## Record extracts:
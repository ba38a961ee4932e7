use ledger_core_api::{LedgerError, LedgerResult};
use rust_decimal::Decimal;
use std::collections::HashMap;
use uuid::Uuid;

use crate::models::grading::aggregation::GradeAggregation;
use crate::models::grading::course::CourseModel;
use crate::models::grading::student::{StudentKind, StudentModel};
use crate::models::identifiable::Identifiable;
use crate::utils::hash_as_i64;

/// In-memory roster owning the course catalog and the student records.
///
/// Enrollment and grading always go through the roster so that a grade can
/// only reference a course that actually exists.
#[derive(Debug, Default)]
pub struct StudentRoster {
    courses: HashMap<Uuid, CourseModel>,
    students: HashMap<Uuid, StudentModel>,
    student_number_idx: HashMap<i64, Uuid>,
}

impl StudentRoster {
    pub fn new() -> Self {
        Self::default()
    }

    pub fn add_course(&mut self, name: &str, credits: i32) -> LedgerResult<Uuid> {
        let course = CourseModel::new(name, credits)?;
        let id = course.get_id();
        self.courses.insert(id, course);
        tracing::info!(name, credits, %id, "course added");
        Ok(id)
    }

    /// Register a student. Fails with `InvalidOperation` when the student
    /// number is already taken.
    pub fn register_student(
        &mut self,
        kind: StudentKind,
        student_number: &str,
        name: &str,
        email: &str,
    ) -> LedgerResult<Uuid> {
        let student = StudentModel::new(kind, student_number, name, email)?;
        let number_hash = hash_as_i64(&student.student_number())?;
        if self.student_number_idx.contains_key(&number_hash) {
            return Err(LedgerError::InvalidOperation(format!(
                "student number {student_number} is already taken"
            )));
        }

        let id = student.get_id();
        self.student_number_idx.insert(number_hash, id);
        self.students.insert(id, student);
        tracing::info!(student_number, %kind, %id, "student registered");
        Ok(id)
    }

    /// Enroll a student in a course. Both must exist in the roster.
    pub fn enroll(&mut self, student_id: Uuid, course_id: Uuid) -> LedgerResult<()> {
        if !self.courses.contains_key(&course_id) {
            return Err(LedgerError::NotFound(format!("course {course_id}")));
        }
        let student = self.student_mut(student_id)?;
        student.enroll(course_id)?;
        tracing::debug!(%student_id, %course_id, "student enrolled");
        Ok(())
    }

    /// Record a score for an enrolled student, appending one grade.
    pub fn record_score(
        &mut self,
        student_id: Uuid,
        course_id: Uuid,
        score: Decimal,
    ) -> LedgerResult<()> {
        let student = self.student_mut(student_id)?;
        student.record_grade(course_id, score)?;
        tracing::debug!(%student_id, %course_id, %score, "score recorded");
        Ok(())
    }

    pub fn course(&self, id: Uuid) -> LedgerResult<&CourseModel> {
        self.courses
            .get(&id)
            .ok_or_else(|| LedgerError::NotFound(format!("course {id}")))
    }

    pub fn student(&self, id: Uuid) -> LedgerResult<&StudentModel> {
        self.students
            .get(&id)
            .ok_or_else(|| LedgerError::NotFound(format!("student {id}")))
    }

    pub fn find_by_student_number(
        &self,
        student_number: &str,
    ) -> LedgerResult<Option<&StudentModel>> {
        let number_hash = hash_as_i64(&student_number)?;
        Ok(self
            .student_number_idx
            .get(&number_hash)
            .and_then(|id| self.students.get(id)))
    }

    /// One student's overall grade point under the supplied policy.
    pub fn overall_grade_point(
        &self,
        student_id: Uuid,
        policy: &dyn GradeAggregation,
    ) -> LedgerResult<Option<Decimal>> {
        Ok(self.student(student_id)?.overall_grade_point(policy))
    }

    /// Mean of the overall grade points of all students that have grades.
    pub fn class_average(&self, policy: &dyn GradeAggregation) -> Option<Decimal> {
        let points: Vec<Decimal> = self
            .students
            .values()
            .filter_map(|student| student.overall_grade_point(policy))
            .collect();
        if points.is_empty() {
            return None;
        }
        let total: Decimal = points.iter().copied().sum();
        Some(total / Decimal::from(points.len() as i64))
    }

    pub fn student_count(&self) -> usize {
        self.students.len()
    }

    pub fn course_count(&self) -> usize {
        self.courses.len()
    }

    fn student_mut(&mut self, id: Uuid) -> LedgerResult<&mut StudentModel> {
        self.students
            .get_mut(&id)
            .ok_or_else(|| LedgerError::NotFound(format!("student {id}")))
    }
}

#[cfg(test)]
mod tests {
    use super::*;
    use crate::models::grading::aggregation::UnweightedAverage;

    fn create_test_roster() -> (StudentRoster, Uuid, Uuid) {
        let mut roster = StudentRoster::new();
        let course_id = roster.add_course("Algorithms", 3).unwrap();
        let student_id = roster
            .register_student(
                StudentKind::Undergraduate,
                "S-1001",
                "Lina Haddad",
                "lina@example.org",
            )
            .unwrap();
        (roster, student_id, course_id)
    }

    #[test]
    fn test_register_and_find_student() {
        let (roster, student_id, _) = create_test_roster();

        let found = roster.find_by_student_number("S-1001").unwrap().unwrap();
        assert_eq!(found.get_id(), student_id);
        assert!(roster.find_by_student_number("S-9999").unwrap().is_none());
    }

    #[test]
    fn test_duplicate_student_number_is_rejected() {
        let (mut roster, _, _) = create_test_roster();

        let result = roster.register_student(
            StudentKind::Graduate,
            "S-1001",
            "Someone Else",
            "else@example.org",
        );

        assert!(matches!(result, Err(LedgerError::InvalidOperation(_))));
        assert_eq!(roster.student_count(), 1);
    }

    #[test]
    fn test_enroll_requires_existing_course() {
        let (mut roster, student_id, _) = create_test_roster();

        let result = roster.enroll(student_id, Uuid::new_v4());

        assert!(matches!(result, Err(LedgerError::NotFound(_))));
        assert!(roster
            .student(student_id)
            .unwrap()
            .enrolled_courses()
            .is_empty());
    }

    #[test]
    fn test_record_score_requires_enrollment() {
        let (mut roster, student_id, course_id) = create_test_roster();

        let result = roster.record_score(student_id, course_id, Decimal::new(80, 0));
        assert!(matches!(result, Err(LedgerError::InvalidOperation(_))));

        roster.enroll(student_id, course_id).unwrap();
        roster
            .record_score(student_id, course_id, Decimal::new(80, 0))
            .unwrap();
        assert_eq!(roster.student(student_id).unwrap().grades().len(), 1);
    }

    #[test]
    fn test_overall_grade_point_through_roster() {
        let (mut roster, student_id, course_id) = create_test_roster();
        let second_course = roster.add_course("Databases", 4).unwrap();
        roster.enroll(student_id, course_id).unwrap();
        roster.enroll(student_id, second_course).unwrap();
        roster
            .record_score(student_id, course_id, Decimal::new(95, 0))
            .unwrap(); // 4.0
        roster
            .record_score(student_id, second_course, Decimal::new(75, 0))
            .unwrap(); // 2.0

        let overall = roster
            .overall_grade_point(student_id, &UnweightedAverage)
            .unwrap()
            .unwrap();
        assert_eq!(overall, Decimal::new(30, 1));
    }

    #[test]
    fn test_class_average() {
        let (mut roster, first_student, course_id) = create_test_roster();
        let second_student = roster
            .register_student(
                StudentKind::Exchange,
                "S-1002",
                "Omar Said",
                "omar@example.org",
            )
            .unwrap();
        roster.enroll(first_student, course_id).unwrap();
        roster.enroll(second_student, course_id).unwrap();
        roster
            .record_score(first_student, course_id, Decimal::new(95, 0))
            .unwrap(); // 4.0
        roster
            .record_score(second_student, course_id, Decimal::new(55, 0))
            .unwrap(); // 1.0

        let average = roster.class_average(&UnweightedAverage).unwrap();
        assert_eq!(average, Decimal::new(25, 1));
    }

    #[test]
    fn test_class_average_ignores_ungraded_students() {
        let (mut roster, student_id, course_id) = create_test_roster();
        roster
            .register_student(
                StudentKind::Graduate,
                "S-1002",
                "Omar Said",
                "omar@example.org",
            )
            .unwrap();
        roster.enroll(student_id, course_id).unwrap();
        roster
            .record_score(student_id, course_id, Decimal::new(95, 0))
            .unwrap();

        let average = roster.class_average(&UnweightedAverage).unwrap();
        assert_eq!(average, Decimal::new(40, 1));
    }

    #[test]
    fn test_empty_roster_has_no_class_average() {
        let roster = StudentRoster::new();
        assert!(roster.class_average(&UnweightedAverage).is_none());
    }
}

## What is expected:
Check each line in the data for the word "insert", then report only how many lines contain it.

## Answer below:
3